In 1971, The Pollak Building at the Virginia Commonwealth University's School of the Arts was named for her.

On her 100th birthday, in 1999, Richmond Mayor Tim Kaine issued a letter of proclamation honoring her accomplishments and a commemorative poster, issued by Virginia Commonwealth University, was distributed at more than 20 galleries throughout Richmond. The poster is a reproduction of Pollak's 1930 painting "Maxine".

On May 12, 2015 the Richmond Times Dispatch announced that Virginia Commonwealth University's Anderson Gallery was closed and that the Anderson Gallery Collections, including its holdings of art by Theresa Pollak, would be moved to VCU's James Branch Cabell Library.
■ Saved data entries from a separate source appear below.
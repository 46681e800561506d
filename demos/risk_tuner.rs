//! Policy tuning example
//!
//! Replays labelled historical decisions under a few candidate policies and
//! prints precision, recall and F1 for each. The CSV needs `time_step`,
//! `Hybrid_Confidence` and `True_Label` columns; every other column is a
//! feature.
//!
//! ```text
//! cargo run --example risk_tuner -- hybrid_simulation_data.csv
//! ```
//!
//! A small inline sample is used when no path is given.

use fraudlens_core::{RuleId, ScoringConfig};
use fraudlens_runtime::{PolicySimulator, SimulationDataset};
use tracing_subscriber::EnvFilter;

const SAMPLE: &str = "\
time_step,feat_3,feat_4,feat_10,feat_15,feat_20,feat_100,Hybrid_Confidence,True_Label
2,80000,0,15,4,1,1.4,0.91,1
3,60000,0,4,1,1,0.9,0.35,1
12,9.5,0,11,,,0.2,0.62,1
40,1200,0.4,2,1,3,0.1,0.05,0
41,30,0.2,1,,,0.3,0.12,0
8,700,0,12,0,1,0.85,0.44,0
9,55000,0.1,3,5,2,0.2,0.20,1
50,25,0,0,,,0,0.08,0
";

#[tokio::main]
async fn main() -> anyhow::Result<()> {
    tracing_subscriber::fmt()
        .with_env_filter(
            EnvFilter::try_from_default_env().unwrap_or_else(|_| EnvFilter::new("info")),
        )
        .init();

    let dataset = match std::env::args().nth(1) {
        Some(path) => SimulationDataset::from_path(path)?,
        None => SimulationDataset::from_reader(SAMPLE.as_bytes())?,
    };

    println!("=== Risk Tuner ({} records) ===\n", dataset.len());

    let candidates = vec![
        ("reference", ScoringConfig::default()),
        ("strict model", ScoringConfig::new().with_ml_threshold(0.3)),
        ("lenient rules", ScoringConfig::new().with_rule_threshold(55.0)),
        (
            "no early-step rule",
            ScoringConfig::new().with_rule_enabled(RuleId::R3, false),
        ),
    ];

    for (label, config) in &candidates {
        let report = PolicySimulator::new(config).run(dataset.records());

        println!("--- {} ---", label);
        println!(
            "ml_threshold={} rule_threshold={}",
            config.ml_threshold, config.rule_threshold
        );
        println!(
            "rejected {}/{}  precision {:.3}  recall {:.3}  f1 {:.3}",
            report.rejected, report.total, report.precision, report.recall, report.f1
        );
        println!(
            "TP {}  FP {}  TN {}  FN {}",
            report.matrix.tp, report.matrix.fp, report.matrix.tn, report.matrix.fn_
        );
        println!("{}\n", serde_json::to_string(&report.rule_fire_counts)?);
    }

    Ok(())
}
The Theresa Pollak Prizes for Excellence in the Arts, so named in her honor, has been awarded by Richmond Magazine to artists associated with the Richmond region since 1998. Honorees have included: Bosnian-born artist Tanja Softić, Professor of Art at the University of Richmond (2012); television writer, producer, and director Vince Gilligan; visual artist Sonya Clark (2014); theater set designer Terrie Moore; and in 2017, painter Thomas Van Auken.

In 2018 the Virginia Capitol Foundation announced that Pollak's name would be included on the Virginia Women's Monument's glass Wall of Honor.

Pollak's works are in the permanent collections of The Virginia Museum of Fine Arts, The Chrysler Museum, the Valentine, Virginia Commonwealth University, and the University of Richmond among others.